Work task ->
The expected answer is a copy of every line in the listing that has the word "CouponEffect".

[Start of Attachment]

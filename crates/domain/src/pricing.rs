use rust_decimal::Decimal;
use serde::{Deserialize, Serialize};

use crate::catalog::CatalogSnapshot;
use crate::coupon::CouponEffect;
use crate::errors::OrderError;
use crate::events::order_events::OrderItem;
use crate::money::{Money, Rate};

/// The five money fields of an order, all rounded to cents.
///
/// `total_cost == subtotal + vat_amount - discount_amount - loyalty_discount`
/// always holds, and `total_cost` is never negative.
#[derive(Debug, Clone, Copy, PartialEq, Default, Serialize, Deserialize)]
pub struct PriceBreakdown {
    pub subtotal: Money,
    pub discount_amount: Money,
    pub loyalty_discount: Money,
    pub vat_amount: Money,
    pub total_cost: Money,
}

impl PriceBreakdown {
    /// Subtotal after both discounts, before VAT.
    pub fn taxable_base(&self) -> Money {
        (self.subtotal - self.discount_amount - self.loyalty_discount).non_negative()
    }
}

/// Computes order totals. Discounts are applied before VAT, in a fixed order:
/// coupon first, then loyalty.
#[derive(Debug, Clone, Copy, PartialEq)]
pub struct PricingCalculator {
    vat_rate: Rate,
}

impl PricingCalculator {
    pub fn new(vat_rate: Rate) -> Self {
        Self { vat_rate }
    }

    pub fn vat_rate(&self) -> Rate {
        self.vat_rate
    }

    /// Price a list of items. Pure: the same inputs always give the same
    /// breakdown.
    pub fn price(
        &self,
        items: &[OrderItem],
        coupon: Option<&CouponEffect>,
        loyalty_rate: Rate,
    ) -> Result<PriceBreakdown, OrderError> {
        validate_loyalty_rate(loyalty_rate)?;
        for item in items {
            if !item.quantity().is_positive() {
                return Err(OrderError::InvalidLineItem {
                    product_id: item.product_id(),
                    reason: format!("quantity must be positive, got {}", item.quantity()),
                });
            }
            if item.unit_price().is_negative() {
                return Err(OrderError::InvalidLineItem {
                    product_id: item.product_id(),
                    reason: format!("unit price must not be negative, got {}", item.unit_price()),
                });
            }
        }

        let raw_subtotal = items.iter().try_fold(Money::ZERO, |acc, item| {
            acc.checked_add(item.subtotal())
                .ok_or_else(|| OrderError::InvalidLineItem {
                    product_id: item.product_id(),
                    reason: "order subtotal is out of range".to_string(),
                })
        })?;
        let subtotal = raw_subtotal.rounded();

        // Caps keep the taxable base non-negative, so the total identity
        // holds exactly instead of only up to the clamp.
        let discount_amount = coupon
            .map(|c| c.discount_on(raw_subtotal).rounded().non_negative())
            .unwrap_or(Money::ZERO)
            .min(subtotal);
        let loyalty_discount = loyalty_rate
            .of(raw_subtotal)
            .rounded()
            .min(subtotal - discount_amount);

        let taxable_base = (subtotal - discount_amount - loyalty_discount).non_negative();
        let vat_amount = self.vat_rate.of(taxable_base).rounded();
        let total_cost = taxable_base
            .checked_add(vat_amount)
            .ok_or_else(|| OrderError::Validation("order total is out of range".to_string()))?
            .non_negative();

        Ok(PriceBreakdown {
            subtotal,
            discount_amount,
            loyalty_discount,
            vat_amount,
            total_cost,
        })
    }

    /// Price an order that is about to be frozen. Every item must still match
    /// the catalog price it was snapshotted at, so a price change between
    /// adding and checking out never goes unnoticed.
    pub fn price_for_finalization(
        &self,
        items: &[OrderItem],
        catalog: &CatalogSnapshot,
        coupon: Option<&CouponEffect>,
        loyalty_rate: Rate,
    ) -> Result<PriceBreakdown, OrderError> {
        verify_against_catalog(items, catalog)?;
        self.price(items, coupon, loyalty_rate)
    }
}

/// Check that an item list is non-empty and agrees with the catalog.
pub fn verify_against_catalog(items: &[OrderItem], catalog: &CatalogSnapshot) -> Result<(), OrderError> {
    if items.is_empty() {
        return Err(OrderError::EmptyOrder);
    }

    for item in items {
        let product = catalog
            .get_product(item.product_id())
            .map_err(|_| OrderError::InvalidLineItem {
                product_id: item.product_id(),
                reason: "product is no longer in the catalog".to_string(),
            })?;

        let current = product.effective_price();
        if current != item.unit_price() {
            return Err(OrderError::InvalidLineItem {
                product_id: item.product_id(),
                reason: format!(
                    "unit price {} no longer matches catalog price {}",
                    item.unit_price(),
                    current
                ),
            });
        }
    }

    Ok(())
}

pub fn validate_loyalty_rate(rate: Rate) -> Result<(), OrderError> {
    if rate.points() < Decimal::ZERO || rate.points() >= Decimal::ONE_HUNDRED {
        return Err(OrderError::InvalidLoyaltyRate(rate));
    }
    Ok(())
}

#[cfg(test)]
mod tests {
    use super::*;
    use crate::catalog::Product;
    use crate::money::Quantity;
    use rust_decimal_macros::dec;

    fn calculator() -> PricingCalculator {
        PricingCalculator::new(Rate::from_fraction(dec!(0.20)))
    }

    fn item(price: Decimal, kg: Decimal) -> OrderItem {
        let product = Product::new("Tomatoes", "Vegetables", Money::new(price), Quantity::kg(dec!(100)));
        OrderItem::new(&product, Quantity::kg(kg)).unwrap()
    }

    fn assert_identity(b: &PriceBreakdown) {
        assert_eq!(
            b.total_cost,
            b.subtotal + b.vat_amount - b.discount_amount - b.loyalty_discount
        );
        assert!(!b.total_cost.is_negative());
    }

    #[test]
    fn test_reference_scenario() {
        let items = vec![item(dec!(10.00), dec!(2))];
        let coupon = CouponEffect::Percent(Rate::percent(dec!(10)));

        let b = calculator()
            .price(&items, Some(&coupon), Rate::percent(dec!(5)))
            .unwrap();

        assert_eq!(b.subtotal, Money::new(dec!(20.00)));
        assert_eq!(b.discount_amount, Money::new(dec!(2.00)));
        assert_eq!(b.loyalty_discount, Money::new(dec!(1.00)));
        assert_eq!(b.taxable_base(), Money::new(dec!(17.00)));
        assert_eq!(b.vat_amount, Money::new(dec!(3.40)));
        assert_eq!(b.total_cost, Money::new(dec!(20.40)));
        assert_identity(&b);
    }

    #[test]
    fn test_flat_coupon_larger_than_subtotal_is_capped() {
        let items = vec![item(dec!(1.00), dec!(0.5))];
        let coupon = CouponEffect::Flat(Money::new(dec!(5.00)));

        let b = calculator()
            .price(&items, Some(&coupon), Rate::percent(dec!(10)))
            .unwrap();

        assert_eq!(b.discount_amount, Money::new(dec!(0.50)));
        assert_eq!(b.loyalty_discount, Money::ZERO);
        assert_eq!(b.vat_amount, Money::ZERO);
        assert_eq!(b.total_cost, Money::ZERO);
        assert_identity(&b);
    }

    #[test]
    fn test_identity_holds_for_awkward_weights() {
        let items = vec![
            item(dec!(3.99), dec!(0.333)),
            item(dec!(7.49), dec!(1.125)),
            item(dec!(0.89), dec!(2.7)),
        ];
        let coupon = CouponEffect::Percent(Rate::percent(dec!(15)));

        for loyalty in [dec!(0), dec!(2), dec!(5), dec!(7.5)] {
            let b = calculator()
                .price(&items, Some(&coupon), Rate::percent(loyalty))
                .unwrap();
            assert_identity(&b);
        }
    }

    #[test]
    fn test_pricing_is_idempotent() {
        let items = vec![item(dec!(2.35), dec!(1.7))];
        let coupon = CouponEffect::Flat(Money::new(dec!(1)));
        let calc = calculator();

        let first = calc.price(&items, Some(&coupon), Rate::percent(dec!(3))).unwrap();
        let second = calc.price(&items, Some(&coupon), Rate::percent(dec!(3))).unwrap();
        assert_eq!(first, second);
    }

    #[test]
    fn test_loyalty_rate_out_of_range() {
        let items = vec![item(dec!(1), dec!(1))];
        let err = calculator()
            .price(&items, None, Rate::percent(dec!(100)))
            .unwrap_err();
        assert!(matches!(err, OrderError::InvalidLoyaltyRate(_)));
    }

    #[test]
    fn test_finalization_requires_items() {
        let err = calculator()
            .price_for_finalization(&[], &CatalogSnapshot::default(), None, Rate::ZERO)
            .unwrap_err();
        assert_eq!(err, OrderError::EmptyOrder);
    }

    #[test]
    fn test_finalization_detects_price_drift() {
        let mut product = Product::new("Basil", "Herbs", Money::new(dec!(20)), Quantity::kg(dec!(3)));
        let items = vec![OrderItem::new(&product, Quantity::kg(dec!(0.1))).unwrap()];
        product.price_per_kg = Money::new(dec!(22));
        let catalog = CatalogSnapshot::new(vec![product]);

        let err = calculator()
            .price_for_finalization(&items, &catalog, None, Rate::ZERO)
            .unwrap_err();
        assert!(matches!(err, OrderError::InvalidLineItem { .. }));
    }

    #[test]
    fn test_subtotal_overflow_is_an_error() {
        let items = vec![item(Decimal::MAX, dec!(0.6)), item(Decimal::MAX, dec!(0.6))];
        let err = calculator().price(&items, None, Rate::ZERO).unwrap_err();
        assert!(matches!(
            err,
            OrderError::InvalidLineItem { product_id, .. } if product_id == items[1].product_id()
        ));
    }
}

[End of Attachment]

Response ->
use crate::coupon::CouponEffect;
        coupon: Option<&CouponEffect>,
        coupon: Option<&CouponEffect>,
        let coupon = CouponEffect::Percent(Rate::percent(dec!(10)));
        let coupon = CouponEffect::Flat(Money::new(dec!(5.00)));
        let coupon = CouponEffect::Percent(Rate::percent(dec!(15)));
        let coupon = CouponEffect::Flat(Money::new(dec!(1)));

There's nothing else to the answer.